In no event may a Title Defect Value for any particular Property exceed the Allocated Value for such Property.

(d) If the weighted average Net Revenue Interest of all of the PUD Properties of Seller is less than seventy eight percent (78%), then a Title Defect Value shall be deemed to exist in an amount equal to the Allocated Value for the PUD Properties of Seller multiplied by the difference of (a) 1 minus (b) a fraction, the numerator of which is the actual weighted average Net Revenue Interest of all of the PUD Properties of Seller and the denominator of which is 78%. For clarification, a sample calculation of this weighted average NRI and Title Defect Value calculation is set forth in Exhibit “N” attached hereto.

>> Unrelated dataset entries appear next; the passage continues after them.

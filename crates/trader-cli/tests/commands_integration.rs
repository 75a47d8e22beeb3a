//! CLI 명령 파이프라인 통합 테스트.
//!
//! 네트워크 없이 메모리 데이터와 모의 브로커로 신호 계산부터 주문까지 검증합니다.

use chrono::NaiveDate;
use rust_decimal::Decimal;
use rust_decimal_macros::dec;
use std::sync::Arc;
use trader_cli::commands::output::{format_json, format_signal_table};
use trader_cli::commands::rank::rank_universe;
use trader_cli::commands::signals::generate_signals;
use trader_core::{
    AppConfig, DateRange, FundamentalSnapshot, OrderDecision, PriceSeries, ProviderError,
    SignalAction, Symbol,
};
use trader_exchange::{InMemoryMarketData, PaperBroker};
use trader_execution::OrderPlacer;
use trader_signal::{CompositeRanker, PortfolioSelector, SignalAggregator};

fn start() -> NaiveDate {
    NaiveDate::from_ymd_opt(2024, 1, 2).unwrap()
}

fn range() -> DateRange {
    DateRange::new(start(), NaiveDate::from_ymd_opt(2024, 12, 31).unwrap()).unwrap()
}

/// 5종목 + 실패 1종목. 모두 평탄한 가격이므로 이동평균 신호는 Hold.
fn market() -> Arc<InMemoryMarketData> {
    let mut data = InMemoryMarketData::new();
    for (i, symbol) in ["AAPL", "MSFT", "NVDA", "KO", "PG"].iter().enumerate() {
        let close = Decimal::from(100 + i as i64 * 10);
        data = data
            .with_series(*symbol, PriceSeries::from_closes(start(), &[close; 60]))
            .with_ratios(
                *symbol,
                FundamentalSnapshot::new(Some(Decimal::from(10 + i as i64 * 5)), Some(dec!(3))),
            );
    }
    Arc::new(data.with_failure("BABA", ProviderError::DataUnavailable("delisted".to_string())))
}

fn universe() -> Vec<Symbol> {
    Symbol::parse_list("AAPL,MSFT,NVDA,KO,PG,BABA")
}

#[tokio::test]
async fn test_signals_without_execution() {
    let data = market();
    let aggregator = SignalAggregator::from_config(data.clone(), data, &AppConfig::default()).unwrap();

    let run = generate_signals(&aggregator, &universe(), range(), None).await;

    assert!(run.decisions.is_empty());
    assert_eq!(run.report.moving_average_signals().count(), 6);
    assert_eq!(run.report.actions.buy, vec![Symbol::new("AAPL")]);
    assert_eq!(run.report.actions.sell, vec![Symbol::new("BABA")]);

    let table = format_signal_table(&run.report, &run.decisions);
    assert!(table.contains("AAPL: Moving average - Action: Hold at price 100"));
    assert!(table.contains("Buy:  AAPL"));
    assert!(table.contains("Sell: BABA"));
    assert!(table.contains("Error with BABA"));
    assert!(!table.contains("Orders"));
}

#[tokio::test]
async fn test_signals_with_paper_execution() {
    let data = market();
    let aggregator = SignalAggregator::from_config(data.clone(), data, &AppConfig::default()).unwrap();
    let broker = Arc::new(PaperBroker::new());
    let placer = OrderPlacer::new(broker.clone());

    let run = generate_signals(&aggregator, &universe(), range(), Some(&placer)).await;

    // Hold는 주문하지 않음: 복합 점수 매수 1건 + 매도 1건
    assert_eq!(run.decisions.len(), 2);
    assert!(matches!(run.decisions[0], OrderDecision::Submitted { .. }));
    assert!(run.decisions[1].is_rejected());
    assert_eq!(run.decisions[1].symbol().as_str(), "BABA");

    assert_eq!(broker.position(&Symbol::new("AAPL")).await, dec!(8));

    let json = format_json(&run).unwrap();
    assert!(json.contains("\"outcome\": \"submitted\""));
    assert!(json.contains("\"insufficient_shares\""));
}

#[tokio::test]
async fn test_rank_partitions_universe() {
    let data = market();
    let ranker = CompositeRanker::new(data.clone(), data);
    let selector = PortfolioSelector::default();

    let run = rank_universe(&ranker, &selector, &universe()).await;

    assert_eq!(run.ranking.scores.len(), 6);
    assert_eq!(run.ranking.scores[0].symbol.as_str(), "AAPL");
    assert_eq!(run.ranking.scores[5].symbol.as_str(), "BABA");
    assert_eq!(run.ranking.scores[5].value, Decimal::ZERO);
    assert_eq!(run.actions.buy.len(), 1);
    assert_eq!(run.actions.sell.len(), 1);
}

#[tokio::test]
async fn test_moving_average_signals_are_hold_for_flat_prices() {
    let data = market();
    let aggregator = SignalAggregator::new(data.clone(), data);

    let run = generate_signals(&aggregator, &universe(), range(), None).await;
    assert!(run
        .report
        .moving_average_signals()
        .all(|s| s.action == SignalAction::Hold));
}
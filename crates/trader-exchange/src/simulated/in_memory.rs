//! 메모리 기반 시장 데이터 제공자.
//!
//! 미리 등록한 종가 시계열과 펀더멘털 비율을 반환합니다.
//! 네트워크 없이 엔진을 실행하거나 테스트할 때 사용합니다.

use async_trait::async_trait;
use std::collections::HashMap;
use std::sync::atomic::{AtomicUsize, Ordering};
use tracing::debug;
use trader_core::{
    FundamentalDataProvider, FundamentalSnapshot, HistoricalDataProvider, HistoryRequest,
    PriceSeries, ProviderError, Symbol,
};

/// 메모리 기반 시장 데이터.
#[derive(Debug, Default)]
pub struct InMemoryMarketData {
    series: HashMap<Symbol, PriceSeries>,
    ratios: HashMap<Symbol, FundamentalSnapshot>,
    history_failures: HashMap<Symbol, ProviderError>,
    ratio_failures: HashMap<Symbol, ProviderError>,
    history_calls: AtomicUsize,
    ratio_calls: AtomicUsize,
}

impl InMemoryMarketData {
    pub fn new() -> Self {
        Self::default()
    }

    /// 종목의 종가 시계열을 등록합니다.
    pub fn with_series(mut self, symbol: impl Into<Symbol>, series: PriceSeries) -> Self {
        self.series.insert(symbol.into(), series);
        self
    }

    /// 종목의 PER/PBR을 등록합니다.
    pub fn with_ratios(mut self, symbol: impl Into<Symbol>, snapshot: FundamentalSnapshot) -> Self {
        self.ratios.insert(symbol.into(), snapshot);
        self
    }

    /// 종목의 모든 조회가 실패하도록 설정합니다.
    pub fn with_failure(mut self, symbol: impl Into<Symbol>, error: ProviderError) -> Self {
        let symbol = symbol.into();
        self.history_failures.insert(symbol.clone(), error.clone());
        self.ratio_failures.insert(symbol, error);
        self
    }

    /// 종목의 펀더멘털 조회만 실패하도록 설정합니다.
    pub fn with_ratio_failure(mut self, symbol: impl Into<Symbol>, error: ProviderError) -> Self {
        self.ratio_failures.insert(symbol.into(), error);
        self
    }

    /// 지금까지의 시계열 조회 횟수.
    pub fn history_calls(&self) -> usize {
        self.history_calls.load(Ordering::Relaxed)
    }

    /// 지금까지의 펀더멘털 조회 횟수.
    pub fn ratio_calls(&self) -> usize {
        self.ratio_calls.load(Ordering::Relaxed)
    }
}

#[async_trait]
impl HistoricalDataProvider for InMemoryMarketData {
    async fn fetch(
        &self,
        symbol: &Symbol,
        request: &HistoryRequest,
    ) -> Result<PriceSeries, ProviderError> {
        self.history_calls.fetch_add(1, Ordering::Relaxed);

        if let Some(err) = self.history_failures.get(symbol) {
            return Err(err.clone());
        }

        let series = self
            .series
            .get(symbol)
            .ok_or_else(|| ProviderError::DataUnavailable(format!("{}: 등록된 시계열 없음", symbol)))?;

        let result = match request {
            HistoryRequest::Period(_) => series.clone(),
            HistoryRequest::Range(range) => {
                let points = series
                    .points()
                    .iter()
                    .filter(|p| p.date >= range.start && p.date <= range.end)
                    .cloned()
                    .collect();
                PriceSeries::try_new(points)
                    .map_err(|e| ProviderError::Other(e.to_string()))?
            }
        };

        debug!(symbol = %symbol, request = %request, points = result.len(), "메모리 시계열 반환");
        Ok(result)
    }
}

#[async_trait]
impl FundamentalDataProvider for InMemoryMarketData {
    async fn fetch_ratios(&self, symbol: &Symbol) -> Result<FundamentalSnapshot, ProviderError> {
        self.ratio_calls.fetch_add(1, Ordering::Relaxed);

        if let Some(err) = self.ratio_failures.get(symbol) {
            return Err(err.clone());
        }

        // 등록되지 않은 종목은 비율 정보가 없는 것으로 취급
        Ok(self.ratios.get(symbol).cloned().unwrap_or_default())
    }
}
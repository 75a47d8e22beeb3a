//! 설정 관리.
//!
//! 기본값 → TOML 파일 → `TRADER__` 접두사 환경 변수 순서로 설정을 병합합니다.
//! 예: `TRADER__CROSSOVER__SHORT_WINDOW=10`.

use crate::domain::{HistoryPeriod, TimeInForce};
use crate::error::{TraderError, TraderResult};
use crate::types::{Quantity, Symbol};
use rust_decimal::Decimal;
use serde::{Deserialize, Serialize};
use std::path::Path;

/// 기본 설정 파일 경로.
pub const DEFAULT_CONFIG_PATH: &str = "config/default.toml";

/// 기본 종목 유니버스 (미국 대형주 40종목).
pub const DEFAULT_UNIVERSE: [&str; 40] = [
    "TSLA", "NVDA", "AMZN", "AAPL", "MSFT", "GOOGL", "META", "BABA", "NFLX", "ADBE", "JNJ", "V",
    "PG", "UNH", "DIS", "MA", "HD", "VZ", "INTC", "CSCO", "PFE", "MRK", "WMT", "BA", "KO", "XOM",
    "CVX", "ABBV", "MCD", "TMO", "NKE", "DHR", "ACN", "ABT", "CRM", "LLY", "ORCL", "COST", "QCOM",
    "UPS",
];

/// 애플리케이션 설정.
#[derive(Debug, Clone, Default, Deserialize, Serialize)]
#[serde(default)]
pub struct AppConfig {
    /// 로깅 설정
    pub logging: LoggingConfig,
    /// 종목 유니버스
    pub universe: UniverseConfig,
    /// 복합 점수 전략 설정
    pub composite: CompositeConfig,
    /// 이동평균 교차 전략 설정
    pub crossover: CrossoverConfig,
    /// 주문 실행 설정
    pub execution: ExecutionConfig,
}

/// 로깅 설정.
#[derive(Debug, Clone, Deserialize, Serialize)]
#[serde(default)]
pub struct LoggingConfig {
    /// 로그 레벨
    pub level: String,
    /// 로그 형식 (pretty, json, compact)
    pub format: String,
    /// 파일명/줄 번호 출력 여부
    pub with_file: bool,
}

impl Default for LoggingConfig {
    fn default() -> Self {
        Self {
            level: "info".to_string(),
            format: "compact".to_string(),
            with_file: false,
        }
    }
}

/// 종목 유니버스 설정.
#[derive(Debug, Clone, Deserialize, Serialize)]
#[serde(default)]
pub struct UniverseConfig {
    /// 평가할 티커 목록 (순서가 동점 처리 기준)
    pub symbols: Vec<String>,
}

impl Default for UniverseConfig {
    fn default() -> Self {
        Self {
            symbols: DEFAULT_UNIVERSE.iter().map(|s| s.to_string()).collect(),
        }
    }
}

impl UniverseConfig {
    /// 설정된 유니버스를 심볼 목록으로 반환합니다.
    pub fn symbols(&self) -> Vec<Symbol> {
        self.symbols.iter().map(|s| Symbol::new(s.as_str())).collect()
    }
}

/// 복합 점수 전략 설정.
#[derive(Debug, Clone, Deserialize, Serialize)]
#[serde(default)]
pub struct CompositeConfig {
    /// 모멘텀 계산에 사용할 조회 기간
    pub momentum_period: HistoryPeriod,
    /// 모든 점수가 같을 때 정규화 값으로 채울 상수
    pub degenerate_fill: Decimal,
    /// 분위 수 (5 = 5분위, 상위/하위 floor(N/5) 선택)
    pub buckets: usize,
    /// 종목별 데이터 조회 동시 실행 수
    pub max_concurrency: usize,
}

impl Default for CompositeConfig {
    fn default() -> Self {
        Self {
            momentum_period: HistoryPeriod::Month6,
            degenerate_fill: Decimal::new(5, 1),
            buckets: 5,
            max_concurrency: 8,
        }
    }
}

/// 이동평균 교차 전략 설정.
#[derive(Debug, Clone, Deserialize, Serialize)]
#[serde(default)]
pub struct CrossoverConfig {
    /// 단기 이동평균 기간 (SMA)
    pub short_window: usize,
    /// 장기 이동평균 기간 (LMA)
    pub long_window: usize,
    /// 기준일로부터 조회할 일수
    pub lookback_days: u32,
}

impl Default for CrossoverConfig {
    fn default() -> Self {
        Self {
            short_window: 20,
            long_window: 50,
            lookback_days: 365,
        }
    }
}

/// 주문 실행 설정.
#[derive(Debug, Clone, Deserialize, Serialize)]
#[serde(default)]
pub struct ExecutionConfig {
    /// 신호당 주문 수량
    pub order_quantity: Quantity,
    /// 주문 유효 기간
    pub time_in_force: TimeInForce,
    /// true면 주문을 만들기만 하고 제출하지 않음
    pub dry_run: bool,
}

impl Default for ExecutionConfig {
    fn default() -> Self {
        Self {
            order_quantity: Decimal::from(8),
            time_in_force: TimeInForce::Gtc,
            dry_run: false,
        }
    }
}

impl AppConfig {
    /// 파일과 환경 변수에서 설정을 로드합니다.
    ///
    /// 파일이 없으면 기본값과 환경 변수만 사용합니다.
    pub fn load<P: AsRef<Path>>(path: P) -> TraderResult<Self> {
        let builder = config::Config::builder()
            .add_source(config::File::from(path.as_ref()).required(false))
            .add_source(
                config::Environment::with_prefix("TRADER")
                    .separator("__")
                    .try_parsing(true),
            );

        let config: AppConfig = builder.build()?.try_deserialize()?;
        config.validate()?;
        Ok(config)
    }

    /// 기본 경로에서 설정을 로드합니다.
    pub fn load_default() -> TraderResult<Self> {
        Self::load(DEFAULT_CONFIG_PATH)
    }

    /// 설정 값의 일관성을 검증합니다.
    pub fn validate(&self) -> TraderResult<()> {
        if self.crossover.short_window == 0 || self.crossover.short_window >= self.crossover.long_window
        {
            return Err(TraderError::Config(format!(
                "0 < short_window < long_window 이어야 합니다 (short={}, long={})",
                self.crossover.short_window, self.crossover.long_window
            )));
        }
        if self.composite.buckets == 0 {
            return Err(TraderError::Config("buckets는 1 이상이어야 합니다".to_string()));
        }
        if self.composite.max_concurrency == 0 {
            return Err(TraderError::Config(
                "max_concurrency는 1 이상이어야 합니다".to_string(),
            ));
        }
        if self.execution.order_quantity <= Decimal::ZERO {
            return Err(TraderError::Config(format!(
                "order_quantity는 양수여야 합니다: {}",
                self.execution.order_quantity
            )));
        }
        Ok(())
    }
}
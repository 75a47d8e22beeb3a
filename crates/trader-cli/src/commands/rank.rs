//! `rank` 명령: 복합 점수 랭킹과 매수/매도 분위 출력.

use anyhow::{Context, Result};
use serde::Serialize;
use std::sync::Arc;
use trader_core::{AppConfig, FundamentalDataProvider, HistoricalDataProvider, Symbol};
use trader_exchange::YahooFinanceProvider;
use trader_signal::{CompositeRanker, PortfolioActions, PortfolioSelector, RankingReport};

use super::output::{emit, format_json, format_ranking_table, OutputFormat};
use super::{resolve_universe, spinner};

/// `rank` 명령 옵션.
#[derive(Debug, Clone)]
pub struct RankCommandConfig {
    pub symbols: Option<String>,
    pub format: OutputFormat,
    pub output: Option<String>,
}

/// 랭킹과 분위 선택 결과.
#[derive(Debug, Clone, Serialize)]
pub struct RankRun {
    pub ranking: RankingReport,
    pub actions: PortfolioActions,
}

/// 랭킹을 계산하고 분위를 나눕니다.
pub async fn rank_universe(
    ranker: &CompositeRanker,
    selector: &PortfolioSelector,
    universe: &[Symbol],
) -> RankRun {
    let ranking = ranker.rank(universe).await;
    let actions = selector.select(&ranking.ranked_symbols());
    RankRun { ranking, actions }
}

/// `rank` 명령 실행.
pub async fn run_rank(config: &AppConfig, cmd: RankCommandConfig) -> Result<usize> {
    let universe = resolve_universe(config, cmd.symbols.as_deref())?;

    let yahoo = Arc::new(YahooFinanceProvider::new().context("Yahoo Finance 연결 생성 실패")?);
    let history: Arc<dyn HistoricalDataProvider> = yahoo.clone();
    let fundamentals: Arc<dyn FundamentalDataProvider> = yahoo;
    let ranker = CompositeRanker::from_config(history, fundamentals, &config.composite);
    let selector = PortfolioSelector::new(config.composite.buckets).context("분위 설정 오류")?;

    let pb = spinner(format!("Ranking {} symbols...", universe.len()))?;
    let run = rank_universe(&ranker, &selector, &universe).await;
    pb.finish_and_clear();

    let content = match cmd.format {
        OutputFormat::Table => format_ranking_table(&run.ranking, &run.actions),
        OutputFormat::Json => format_json(&run)?,
    };
    emit(&content, cmd.output.as_deref())?;

    Ok(run.ranking.scores.len())
}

(e) If the weighted average Net Revenue Interest of Seller in all of the Wells is less than seventy eight percent (78%), then a Title Defect Value shall be deemed to exist in an amount equal to the Allocated Value for all of the Wells multiplied by the difference of (a) 1 minus (b) a fraction, the numerator of which is the actual weighted average Net Revenue Interest of all of the Wells and the denominator of which is 78%.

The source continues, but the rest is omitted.